What you have to do: Set out the listing word for word. End with the line that contains "use thiserror::Error;".
── The input ──
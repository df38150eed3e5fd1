use crate::config;
use crate::llm::{LlmClient, LlmError, LlmMessage};
use crate::metrics;
use crate::models::{EmailClassification, EmailRecord};
use crate::pacing::Pacer;
use crate::retry::{Retryable, RetryPolicy, with_retry};
use async_trait::async_trait;
use std::collections::HashMap;
use std::collections::hash_map::DefaultHasher;
use std::hash::{Hash, Hasher};
use std::sync::Arc;
use thiserror::Error;
use tracing::warn;

/// Inputs are clipped to this many characters before they reach the model.
pub const MAX_FIELD_CHARS: usize = 2000;

const SYSTEM_PROMPT: &str = r#"Analyze the email you are given and classify its intent.

**Order Request Indicators**:
- Specific product references (SKU, model numbers)
- Quantity specifications ("2 units", "all available")
- Purchase verbs ("buy", "order", "ship")
- Payment/shipping details

**Product Inquiry Indicators**:
- Question words ("how", "what", "does")
- Feature requests ("color options", "dimensions")
- Comparison requests ("vs X product")
- General information

**Examples**:
Order: "Please send 3 units of LTH-0978 to my NJ warehouse"
Inquiry: "What material is used in the winter collection jackets?"

Respond ONLY with either:
- "order request"
- "product inquiry"
"#;

#[derive(Debug, Error)]
pub enum ClassifyError {
    #[error("model request failed: {0}")]
    Request(String),
    #[error("classifier unavailable: {0}")]
    Unavailable(String),
}

impl Retryable for ClassifyError {
    fn is_transient(&self) -> bool {
        matches!(self, ClassifyError::Request(_))
    }
}

/// Label collaborator: free-text label out, normalization happens on our side.
#[async_trait]
pub trait Classifier: Send + Sync {
    async fn classify(&self, subject: &str, message: &str) -> Result<String, ClassifyError>;
}

pub struct LlmClassifier {
    llm: Arc<LlmClient>,
}

impl LlmClassifier {
    pub fn new(llm: Arc<LlmClient>) -> Self {
        Self { llm }
    }
}

#[async_trait]
impl Classifier for LlmClassifier {
    async fn classify(&self, subject: &str, message: &str) -> Result<String, ClassifyError> {
        let email = format!(
            "Subject: {}\nContent: {}",
            clean_text(subject),
            clean_text(message)
        );
        self.llm
            .chat(&[LlmMessage::system(SYSTEM_PROMPT), LlmMessage::user(email)])
            .await
            .map_err(|err| match err {
                LlmError::Http(detail) => ClassifyError::Request(detail),
                other => ClassifyError::Unavailable(other.to_string()),
            })
    }
}

/// Trim and clip a field before model submission.
pub fn clean_text(text: &str) -> String {
    text.trim().chars().take(MAX_FIELD_CHARS).collect()
}

/// Deterministic digest of an email's content, used as the cache key so
/// textually identical duplicates reuse the prior label.
pub fn fingerprint(subject: &str, message: &str) -> u64 {
    let mut hasher = DefaultHasher::new();
    subject.hash(&mut hasher);
    message.hash(&mut hasher);
    hasher.finish()
}

/// Absorb phrasing variance from the collaborator: anything that mentions
/// "order" is an order request, everything else an inquiry.
fn normalize_label(raw: &str) -> String {
    if raw.to_lowercase().contains("order") {
        config::LABEL_ORDER.clone()
    } else {
        config::LABEL_INQUIRY.clone()
    }
}

/// Duplicate-suppressing front of the classifier collaborator. Owns the
/// in-process fingerprint → label cache for the lifetime of the instance.
pub struct EmailClassifier {
    classifier: Arc<dyn Classifier>,
    retry: RetryPolicy,
    pacer: Pacer,
    cache: HashMap<u64, String>,
}

impl EmailClassifier {
    pub fn new(classifier: Arc<dyn Classifier>) -> Self {
        Self::with_policies(
            classifier,
            config::model_inference_policy(),
            config::batch_pacer(),
        )
    }

    pub fn with_policies(classifier: Arc<dyn Classifier>, retry: RetryPolicy, pacer: Pacer) -> Self {
        Self {
            classifier,
            retry,
            pacer,
            cache: HashMap::new(),
        }
    }

    /// Classify one email, serving textual duplicates from the cache. The
    /// collaborator is invoked at most once per distinct (subject, message).
    pub async fn classify_single(&mut self, email: &EmailRecord) -> Result<String, ClassifyError> {
        let key = fingerprint(&email.subject, &email.message);
        if let Some(label) = self.cache.get(&key) {
            metrics::cache_hit("classification");
            return Ok(label.clone());
        }

        let classifier = Arc::clone(&self.classifier);
        let raw = with_retry(self.retry, &email.id, || {
            classifier.classify(&email.subject, &email.message)
        })
        .await?;

        let label = normalize_label(&raw);
        self.cache.insert(key, label.clone());
        Ok(label)
    }

    /// Classify a batch with pacing pauses between chunks. A single failure
    /// records the unclassified sentinel plus the error text and the batch
    /// moves on.
    pub async fn classify_batch(
        &mut self,
        emails: &[EmailRecord],
        batch_size: Option<usize>,
    ) -> Vec<EmailClassification> {
        if emails.is_empty() {
            return Vec::new();
        }

        let chunk_size = batch_size.unwrap_or_else(|| self.pacer.chunk_size()).max(1);
        let mut results = Vec::with_capacity(emails.len());

        for chunk in emails.chunks(chunk_size) {
            for email in chunk {
                match self.classify_single(email).await {
                    Ok(category) => results.push(EmailClassification {
                        email_id: email.id.clone(),
                        category,
                        error: None,
                    }),
                    Err(err) => {
                        warn!(
                            target = "mailroom.classify",
                            email_id = %email.id,
                            error = %err,
                            "classification_failed"
                        );
                        results.push(EmailClassification {
                            email_id: email.id.clone(),
                            category: config::LABEL_UNCLASSIFIED.clone(),
                            error: Some(err.to_string()),
                        });
                    }
                }
            }
            self.pacer.pause().await;
        }

        results
    }
}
───
Problem solution:
repository df38150eed3e5fd1
use crate::config;
use crate::llm::{LlmClient, LlmError, LlmMessage};
use crate::metrics;
use crate::models::{EmailClassification, EmailRecord};
use crate::pacing::Pacer;
use crate::retry::{Retryable, RetryPolicy, with_retry};
use async_trait::async_trait;
use std::collections::HashMap;
use std::collections::hash_map::DefaultHasher;
use std::hash::{Hash, Hasher};
use std::sync::Arc;
use thiserror::Error;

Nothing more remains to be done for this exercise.